Exceptions exist, of course, and Roger Stone is one of them. The inimitable, provocative political operative has known Trump, and has been friends with Trump, since 1979, when Stone was working on Ronald Reagan’s presidential campaign and Roy Cohn introduced him to Trump. “It’s fun to be his friend,” Stone told me. Few people have known Trump longer than Stone, or know him better.
But Trump, well before he was elected to inhabit the Oval Office, was “psychologically lonely and isolated, emotionally lonely and isolated,” I suggested to Stone. He’s a person who certainly can be socially gregarious and charming—many people say that, because many people have experienced it—but he ultimately prefers to be on his own, I offered. Now that he’s president, it seems these “self-isolating” tendencies have been exacerbated. I wondered if Stone agreed.
“I think,” Stone said, “that’s generally true, yes.”
There’s been so much focus, understandably and unavoidably, on the various parts of Trump’s personality that have helped define his presidency to this point. They are frequently cited as obstacles to his and his administration’s success. His driving belligerence. His fleeting attention span. His sweet tooth for chaos. But in the end, his well-established unwillingness, or inability, to make and maintain relationships that matter might be the most politically debilitating. Or it might not be. This elemental character trait seen by many as such a liability hasn’t stopped him yet. He is, after all, the most powerful person in the world…
Business-like! There are only two classes in the Trump monster’s world: the people he’s currently using, and the parasites who are using him. What could possibly go wrong?
He thinks the world is “horrible.” He thinks people are “vicious.” He thinks they are ceaselessly envious and want what he has. “Trust your instincts,” Trump has said. “Trust yourself.” But nobody else. “There are so many stories about people who have been decimated by people they trusted,” he has said.
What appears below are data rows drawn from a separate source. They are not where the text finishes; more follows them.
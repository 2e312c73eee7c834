use chrono::Utc;
use sea_orm::{
    ActiveModelTrait, ColumnTrait, DatabaseConnection, EntityTrait, QueryFilter, QueryOrder, Set,
    TransactionTrait,
};
use serde::{Deserialize, Serialize};
use tracing::{debug, info, warn};

use super::audit_service::{AuditEntry, AuditService};
use super::snapshot::load_pathway_graph;
use crate::auth::{Actor, Authorizer, CapabilityAuthorizer, OwnedResource, ResourceKind};
use crate::database::entities::audit_logs::{AuditAction, AuditEntityType};
use crate::database::entities::{course_job_roles, courses, pathways};
use crate::errors::{CoreError, CoreResult};
use crate::pathway_graph::{
    affected_pathways, delete_impact, validate_edge_removal, AffectedPathway, DeleteImpact,
    PathwayEdge, PathwayGraph, PathwayRules,
};

/// Result of a course deletion, with the edges the cascade removed
#[derive(Clone, Debug, PartialEq, Serialize, Deserialize)]
pub struct CourseDeletion {
    pub course: courses::Model,
    pub removed_pathways: Vec<AffectedPathway>,
}

/// Mutations of the prerequisite graph.
///
/// Every mutation reads one snapshot of all courses and edges inside a
/// transaction, validates against it in memory, and writes within the same
/// transaction. Audit records are appended after commit and never fail the
/// mutation.
#[derive(Clone)]
pub struct PathwayService {
    db: DatabaseConnection,
    rules: PathwayRules,
    authorizer: CapabilityAuthorizer,
    audit: AuditService,
}

impl PathwayService {
    pub fn new(db: DatabaseConnection) -> Self {
        Self {
            audit: AuditService::new(db.clone()),
            db,
            rules: PathwayRules::default(),
            authorizer: CapabilityAuthorizer::default(),
        }
    }

    pub fn with_rules(mut self, rules: PathwayRules) -> Self {
        self.rules = rules;
        self
    }

    pub fn with_authorizer(mut self, authorizer: CapabilityAuthorizer) -> Self {
        self.authorizer = authorizer;
        self
    }

    pub async fn list_pathways(&self) -> CoreResult<Vec<pathways::Model>> {
        let pathways = pathways::Entity::find()
            .order_by_asc(pathways::Column::Id)
            .all(&self.db)
            .await?;
        Ok(pathways)
    }

    pub async fn create_pathway(
        &self,
        actor: &Actor,
        prerequisite_course_id: i32,
        next_course_id: i32,
        order: i32,
    ) -> CoreResult<pathways::Model> {
        validate_order(order)?;

        let txn = self.db.begin().await?;
        let graph = load_pathway_graph(&txn).await?;

        let prerequisite = graph
            .course(prerequisite_course_id)
            .cloned()
            .ok_or_else(|| CoreError::not_found("Course", prerequisite_course_id.to_string()))?;
        let next = graph
            .course(next_course_id)
            .cloned()
            .ok_or_else(|| CoreError::not_found("Course", next_course_id.to_string()))?;

        self.rules
            .validate_new_edge(&graph, &prerequisite, &next)
            .map_err(|e| {
                warn!(
                    "Rejected pathway {} -> {} for {}: {}",
                    prerequisite.id, next.id, actor.username, e
                );
                CoreError::from(e)
            })?;

        let pathway = pathways::ActiveModel {
            prerequisite_course_id: Set(prerequisite.id),
            next_course_id: Set(next.id),
            order: Set(order),
            created_by: Set(actor.username.clone()),
            created_at: Set(Utc::now()),
            ..Default::default()
        };
        let pathway = pathway.insert(&txn).await?;
        txn.commit().await?;

        let label = format!("{} → {}", prerequisite.name, next.name);
        info!("Created pathway {} ({}) by {}", pathway.id, label, actor.username);
        self.audit
            .record(
                AuditEntry::new(
                    actor,
                    AuditAction::Create,
                    AuditEntityType::Pathway,
                    pathway.id,
                    label.clone(),
                )
                .with_description(format!("Created pathway: {} (order: {})", label, order)),
            )
            .await;

        Ok(pathway)
    }

    pub async fn delete_pathway(&self, actor: &Actor, pathway_id: i32) -> CoreResult<()> {
        let txn = self.db.begin().await?;
        let graph = load_pathway_graph(&txn).await?;

        let edge = graph
            .edge(pathway_id)
            .cloned()
            .ok_or_else(|| CoreError::not_found("Pathway", pathway_id.to_string()))?;
        let label = edge_label(&graph, &edge);

        self.authorizer.authorize(
            actor,
            &OwnedResource::new(ResourceKind::Pathway, &label, &edge.created_by),
        )?;

        validate_edge_removal(&graph, &edge).map_err(|e| {
            warn!("Rejected delete of pathway {} for {}: {}", pathway_id, actor.username, e);
            CoreError::from(e)
        })?;

        pathways::Entity::delete_by_id(pathway_id).exec(&txn).await?;
        txn.commit().await?;

        info!("Deleted pathway {} ({}) by {}", pathway_id, label, actor.username);
        self.audit
            .record(
                AuditEntry::new(
                    actor,
                    AuditAction::Delete,
                    AuditEntityType::Pathway,
                    pathway_id,
                    label.clone(),
                )
                .with_description(format!("Deleted pathway: {}", label)),
            )
            .await;

        Ok(())
    }

    pub async fn update_pathway_order(
        &self,
        actor: &Actor,
        pathway_id: i32,
        order: i32,
    ) -> CoreResult<pathways::Model> {
        validate_order(order)?;

        let txn = self.db.begin().await?;
        let pathway = pathways::Entity::find_by_id(pathway_id)
            .one(&txn)
            .await?
            .ok_or_else(|| CoreError::not_found("Pathway", pathway_id.to_string()))?;

        let prerequisite_name = course_name(&txn, pathway.prerequisite_course_id).await?;
        let next_name = course_name(&txn, pathway.next_course_id).await?;
        let label = format!("{} → {}", prerequisite_name, next_name);

        self.authorizer.authorize(
            actor,
            &OwnedResource::new(ResourceKind::Pathway, &label, &pathway.created_by),
        )?;

        let previous_order = pathway.order;
        let mut active: pathways::ActiveModel = pathway.into();
        active.order = Set(order);
        let pathway = active.update(&txn).await?;
        txn.commit().await?;

        info!(
            "Reordered pathway {} ({}) from {} to {} by {}",
            pathway_id, label, previous_order, order, actor.username
        );
        self.audit
            .record(
                AuditEntry::new(
                    actor,
                    AuditAction::Update,
                    AuditEntityType::Pathway,
                    pathway_id,
                    label.clone(),
                )
                .with_description(format!("Updated pathway order: {} (order: {})", label, order)),
            )
            .await;

        Ok(pathway)
    }

    /// Read-only preview of what deleting a course would touch
    pub async fn get_delete_impact(&self, course_id: i32) -> CoreResult<DeleteImpact> {
        let graph = load_pathway_graph(&self.db).await?;
        if graph.course(course_id).is_none() {
            return Err(CoreError::not_found("Course", course_id.to_string()));
        }

        let impact = delete_impact(&graph, course_id);
        debug!(
            "Delete impact for course {}: {} pathways, {} orphaned",
            course_id,
            impact.affected_pathways.len(),
            impact.orphaned_courses.len()
        );
        Ok(impact)
    }

    /// Delete a course. Edges touching it block the delete unless `cascade`
    /// is set, in which case they are removed first without the downstream
    /// check used by [`PathwayService::delete_pathway`].
    ///
    /// The edges to remove are re-derived from the current snapshot on every
    /// call, so a retry after a failure picks up whatever is left.
    pub async fn delete_course_cascade(
        &self,
        actor: &Actor,
        course_id: i32,
        cascade: bool,
    ) -> CoreResult<CourseDeletion> {
        let txn = self.db.begin().await?;
        let course = courses::Entity::find_by_id(course_id)
            .one(&txn)
            .await?
            .ok_or_else(|| CoreError::not_found("Course", course_id.to_string()))?;

        self.authorizer.authorize(
            actor,
            &OwnedResource::new(ResourceKind::Course, &course.course_name, &course.created_by),
        )?;

        let graph = load_pathway_graph(&txn).await?;
        let affected = affected_pathways(&graph, course_id);

        if !affected.is_empty() && !cascade {
            let descriptions = affected
                .iter()
                .map(|pathway| pathway.description.as_str())
                .collect::<Vec<_>>()
                .join(", ");
            warn!(
                "Blocked delete of course {} for {}: {} pathways attached",
                course_id,
                actor.username,
                affected.len()
            );
            return Err(CoreError::precondition_failed(format!(
                "Cannot delete course \"{}\": It is used in {} pathway(s): {}. Enable cascade delete to remove these pathways automatically, or remove them manually first.",
                course.course_name,
                affected.len(),
                descriptions
            ))
            .with_field("course_id", course_id.to_string())
            .with_field("pathways", affected.len().to_string()));
        }

        for pathway in &affected {
            pathways::Entity::delete_by_id(pathway.pathway_id)
                .exec(&txn)
                .await?;
        }
        course_job_roles::Entity::delete_many()
            .filter(course_job_roles::Column::CourseId.eq(course_id))
            .exec(&txn)
            .await?;
        courses::Entity::delete_by_id(course_id).exec(&txn).await?;
        txn.commit().await?;

        info!(
            "Deleted course {} ({}) with {} pathways by {}",
            course_id,
            course.course_name,
            affected.len(),
            actor.username
        );

        for pathway in &affected {
            let label = graph
                .edge(pathway.pathway_id)
                .map(|edge| edge_label(&graph, edge))
                .unwrap_or_else(|| pathway.description.clone());
            self.audit
                .record(
                    AuditEntry::new(
                        actor,
                        AuditAction::Delete,
                        AuditEntityType::Pathway,
                        pathway.pathway_id,
                        label.clone(),
                    )
                    .with_description(format!(
                        "Deleted pathway (cascade from course deletion): {}",
                        label
                    )),
                )
                .await;
        }
        self.audit
            .record(
                AuditEntry::new(
                    actor,
                    AuditAction::Delete,
                    AuditEntityType::Course,
                    course_id,
                    course.course_name.clone(),
                )
                .with_description(format!("Deleted course \"{}\"", course.course_name)),
            )
            .await;

        Ok(CourseDeletion {
            course,
            removed_pathways: affected,
        })
    }
}

fn validate_order(order: i32) -> CoreResult<()> {
    if order < 1 {
        return Err(CoreError::validation(format!(
            "Pathway order must be a positive integer, got {}",
            order
        ))
        .with_field("order", order.to_string()));
    }
    Ok(())
}

fn edge_label(graph: &PathwayGraph, edge: &PathwayEdge) -> String {
    format!(
        "{} → {}",
        graph.display_name(edge.prerequisite_course_id),
        graph.display_name(edge.next_course_id)
    )
}

async fn course_name<C: sea_orm::ConnectionTrait>(conn: &C, course_id: i32) -> CoreResult<String> {
    Ok(courses::Entity::find_by_id(course_id)
        .one(conn)
        .await?
        .map(|course| course.course_name)
        .unwrap_or_else(|| format!("Course {}", course_id)))
}

#[cfg(test)]
mod tests {
    use super::*;
    use crate::errors::CoreErrorKind;

    #[test]
    fn test_order_must_be_positive() {
        assert!(validate_order(1).is_ok());
        let err = validate_order(0).unwrap_err();
        assert_eq!(err.kind(), CoreErrorKind::Validation);
        assert_eq!(err.field("order"), Some("0"));
    }
}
There’s nobody he admires. He has no heroes. “Donald,” gossip columnist Cindy Adams once said, “is somebody who’s in love mostly with himself.”…[In 1990, Trump] wrote about the tycoon turned neurotic hermit in Surviving at the Top. “The Howard Hughes story is fascinating to me,” Trump told readers, “because it shows that it’s possible to fall very far very fast. As time goes on I find myself thinking more and more about Howard Hughes and even, to some degree, identifying with him.” He cited Hughes’ aversion to germs, and the downsides of fame, like when he’s approached in restaurants and people end up “spraying their good wishes all over my food.”
“Every time that happens,” Trump wrote, “Howard Hughes and his reclusive lifestyle look a little less crazy to me.”…
Wayne Barrett addressed Trump’s interest in Hughes in his biography. Barrett had been reporting on Trump since the late ‘70s. His book came out in 1992.
“Over the years,” Barrett wrote, “he had openly toyed with a final surreal twist to the plot that had become his life—he told friends that he might end up a Howard Hughes-like recluse, squirreled away, allowing his fingernails to grow longer than his stubby fingers. That poignant script may have appealed to the loner quality in him that had always kept him apart. The Hughes scenario only worked, though, if he could figure out a way back to the top.”…
(And so the Republican Party, in its death spasms, decided they’d take the rest of the country down with them. Speaking of monsters.)